Cost of goods and services are on the rise. Everything is more expensive these days. Buns you buy from the roti man have shrunk. Chocolate coating on your favourite doughnuts has become thinner. Rice no longer retails at less than RM20 per 10kg bag (if they are, they’ll be snapped up in the twinkling of an eye.) In short, your money can buy less things compared to say, two months ago.

What’s a desperate housewife to do? Here are some doable measures to tighten the belt.

1. Eat less rice. Now’s the time for the overweight to shed some pounds. Ration rice intake, no more than one bowl per person. To make the kids eat less, give them sweets to munch on half an hour before meals. Guaranteed to make them lose their appetite. Not more than one sweet each, or you may spend more on confectionery instead of rice.

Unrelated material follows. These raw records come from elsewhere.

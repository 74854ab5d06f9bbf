//! Configuration resolution for the SSH session MCP server.
//!
//! Values are resolved with a three-tier priority system:
//!
//! 1. **Parameter** - Explicitly provided function parameter (highest priority)
//! 2. **Environment Variable** - Value from environment variable
//! 3. **Default** - Built-in default value (lowest priority)
//!
//! # Environment Variables
//!
//! | Variable | Default | Description |
//! |----------|---------|-------------|
//! | `SSH_DEFAULT_USERNAME` | `$USER` / `root` | Username when a request omits one |
//! | `SSH_DEFAULT_KEY_PATH` | none | Private key probed before the standard locations |
//! | `SSH_IDLE_TIMEOUT_MS` | 1800000 | Idle session eviction threshold |
//! | `SSH_COMMAND_TIMEOUT_MS` | 30000 | Default command execution timeout |
//! | `SSH_STRICT_HOST_KEY` | false | Reject unknown server host keys |
//! | `SSH_ALLOWED_HOSTS` | unset | Comma-separated host allow-list patterns |
//! | `SSH_MAX_READ_SIZE` | 1048576 | read_file size cap in bytes |
//! | `SSH_CONNECT_RETRIES` | 2 | Retry attempts for transient connect failures |

use std::env;
use std::time::Duration;

/// Fixed connection timeout per attempt.
pub(crate) const CONNECT_TIMEOUT: Duration = Duration::from_secs(15);

/// Timeout for the liveness probe issued before reusing a cached session.
pub(crate) const PROBE_TIMEOUT: Duration = Duration::from_secs(5);

/// Interval between idle-sweep passes.
pub(crate) const IDLE_SWEEP_INTERVAL: Duration = Duration::from_secs(60);

/// Maximum retry delay cap for connect backoff.
pub(crate) const MAX_RETRY_DELAY: Duration = Duration::from_secs(10);

/// Default idle session eviction threshold in milliseconds (30 minutes).
pub(crate) const DEFAULT_IDLE_TIMEOUT_MS: u64 = 1_800_000;

/// Default command execution timeout in milliseconds.
pub(crate) const DEFAULT_COMMAND_TIMEOUT_MS: u64 = 30_000;

/// Default maximum read_file size in bytes (1 MiB).
pub(crate) const DEFAULT_MAX_READ_SIZE: u64 = 1_048_576;

/// Default retry attempts for transient connection failures.
pub(crate) const DEFAULT_CONNECT_RETRIES: u32 = 2;

pub(crate) const DEFAULT_USERNAME_ENV_VAR: &str = "SSH_DEFAULT_USERNAME";
pub(crate) const DEFAULT_KEY_PATH_ENV_VAR: &str = "SSH_DEFAULT_KEY_PATH";
pub(crate) const IDLE_TIMEOUT_ENV_VAR: &str = "SSH_IDLE_TIMEOUT_MS";
pub(crate) const COMMAND_TIMEOUT_ENV_VAR: &str = "SSH_COMMAND_TIMEOUT_MS";
pub(crate) const STRICT_HOST_KEY_ENV_VAR: &str = "SSH_STRICT_HOST_KEY";
pub(crate) const ALLOWED_HOSTS_ENV_VAR: &str = "SSH_ALLOWED_HOSTS";
pub(crate) const MAX_READ_SIZE_ENV_VAR: &str = "SSH_MAX_READ_SIZE";
pub(crate) const CONNECT_RETRIES_ENV_VAR: &str = "SSH_CONNECT_RETRIES";

/// Process-wide defaults, loaded once at startup and injected into the
/// registry so tests can construct their own.
#[derive(Debug, Clone)]
pub struct Settings {
    pub default_username: String,
    pub default_key_path: Option<String>,
    pub idle_timeout: Duration,
    pub command_timeout: Duration,
    pub strict_host_key: bool,
    pub allowed_hosts: Option<String>,
    pub max_read_size: u64,
    pub connect_retries: u32,
}

impl Settings {
    /// Build settings from the process environment.
    pub fn from_env() -> Self {
        Self {
            default_username: resolve_default_username(None),
            default_key_path: env::var(DEFAULT_KEY_PATH_ENV_VAR).ok(),
            idle_timeout: Duration::from_millis(resolve_idle_timeout_ms(None)),
            command_timeout: Duration::from_millis(resolve_command_timeout_ms(None)),
            strict_host_key: resolve_strict_host_key(None),
            allowed_hosts: env::var(ALLOWED_HOSTS_ENV_VAR).ok().filter(|v| !v.is_empty()),
            max_read_size: resolve_max_read_size(None),
            connect_retries: resolve_connect_retries(None),
        }
    }
}

impl Default for Settings {
    fn default() -> Self {
        Self {
            default_username: "root".to_string(),
            default_key_path: None,
            idle_timeout: Duration::from_millis(DEFAULT_IDLE_TIMEOUT_MS),
            command_timeout: Duration::from_millis(DEFAULT_COMMAND_TIMEOUT_MS),
            strict_host_key: false,
            allowed_hosts: None,
            max_read_size: DEFAULT_MAX_READ_SIZE,
            connect_retries: DEFAULT_CONNECT_RETRIES,
        }
    }
}

/// Resolve the default username with priority: parameter -> env var -> $USER -> "root"
pub(crate) fn resolve_default_username(username_param: Option<String>) -> String {
    if let Some(username) = username_param {
        return username;
    }

    if let Ok(username) = env::var(DEFAULT_USERNAME_ENV_VAR)
        && !username.is_empty()
    {
        return username;
    }

    env::var("USER").unwrap_or_else(|_| "root".to_string())
}

/// Resolve the idle timeout with priority: parameter -> env var -> default
pub(crate) fn resolve_idle_timeout_ms(timeout_param: Option<u64>) -> u64 {
    if let Some(timeout) = timeout_param {
        return timeout;
    }

    if let Ok(env_timeout) = env::var(IDLE_TIMEOUT_ENV_VAR)
        && let Ok(timeout) = env_timeout.parse::<u64>()
    {
        return timeout;
    }

    DEFAULT_IDLE_TIMEOUT_MS
}

/// Resolve the command execution timeout with priority: parameter -> env var -> default
pub(crate) fn resolve_command_timeout_ms(timeout_param: Option<u64>) -> u64 {
    if let Some(timeout) = timeout_param {
        return timeout;
    }

    if let Ok(env_timeout) = env::var(COMMAND_TIMEOUT_ENV_VAR)
        && let Ok(timeout) = env_timeout.parse::<u64>()
    {
        return timeout;
    }

    DEFAULT_COMMAND_TIMEOUT_MS
}

/// Resolve the strict host key flag with priority: parameter -> env var -> default (off)
pub(crate) fn resolve_strict_host_key(strict_param: Option<bool>) -> bool {
    if let Some(strict) = strict_param {
        return strict;
    }

    if let Ok(env_strict) = env::var(STRICT_HOST_KEY_ENV_VAR) {
        return env_strict.eq_ignore_ascii_case("true") || env_strict == "1";
    }

    false
}

/// Resolve the read_file size cap with priority: parameter -> env var -> default
pub(crate) fn resolve_max_read_size(size_param: Option<u64>) -> u64 {
    if let Some(size) = size_param {
        return size;
    }

    if let Ok(env_size) = env::var(MAX_READ_SIZE_ENV_VAR)
        && let Ok(size) = env_size.parse::<u64>()
    {
        return size;
    }

    DEFAULT_MAX_READ_SIZE
}

/// Resolve connect retry attempts with priority: parameter -> env var -> default
pub(crate) fn resolve_connect_retries(retries_param: Option<u32>) -> u32 {
    if let Some(retries) = retries_param {
        return retries;
    }

    if let Ok(env_retries) = env::var(CONNECT_RETRIES_ENV_VAR)
        && let Ok(retries) = env_retries.parse::<u32>()
    {
        return retries;
    }

    DEFAULT_CONNECT_RETRIES
}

2. Plant your own vegetables in your garden. If you don’ t have a patch of soil to call your own, plant them in containers such as large styrofoam boxes. Not only are you helping to save the environment by putting the non-biodegradable styrofoam to good use, but you’re also doing yourself a favour as you won’t be spraying generous doses of insecticides on the plants. Use natural fertilizers : collect urine from the kids for the vegetables and if you’re up to it, their stools too for extra healthy foliage. Use a disposable face mask to help you breathe more easily during the fertilization process.

3. Switch off lights/fans which are not in use. This is so commonsensical but hard to practise for some people (like me – I don’t like stuffy dark rooms as they’re so depressing). Collect fines for lights/fans not switched off when not in use to help pay the electricity bill. When the weather gets too hot and you’ve got to have the air-con on in order to sleep well, cram everybody into one room.

4. Limit grand meals to once a week/month/special occasions. You don’t need to gorge on good food everyday. Simple food is good for the body too. You can eat eggs/baked beans/spinach for lunch and long beans/a small kembung fish/tofu for dinner without adverse effects. You won’t suffer from malnutrition on such a diet, though you might get withdrawal symptoms from goodfooditis if you live on simple meals for 30 days consecutively. But look on the bright side. Goodfooditis is nothing compared to eating mud cakes which the poor Haitians had to resort to in order to stave off hunger. We’re still a blessed lot here.

More later, if I’m up to it. Rising prices are giving me the eggs, oops aches (eating too many eggs – only 30 sen a piece, still cheaper than one piece of chicken lor). Any you’ll like to add?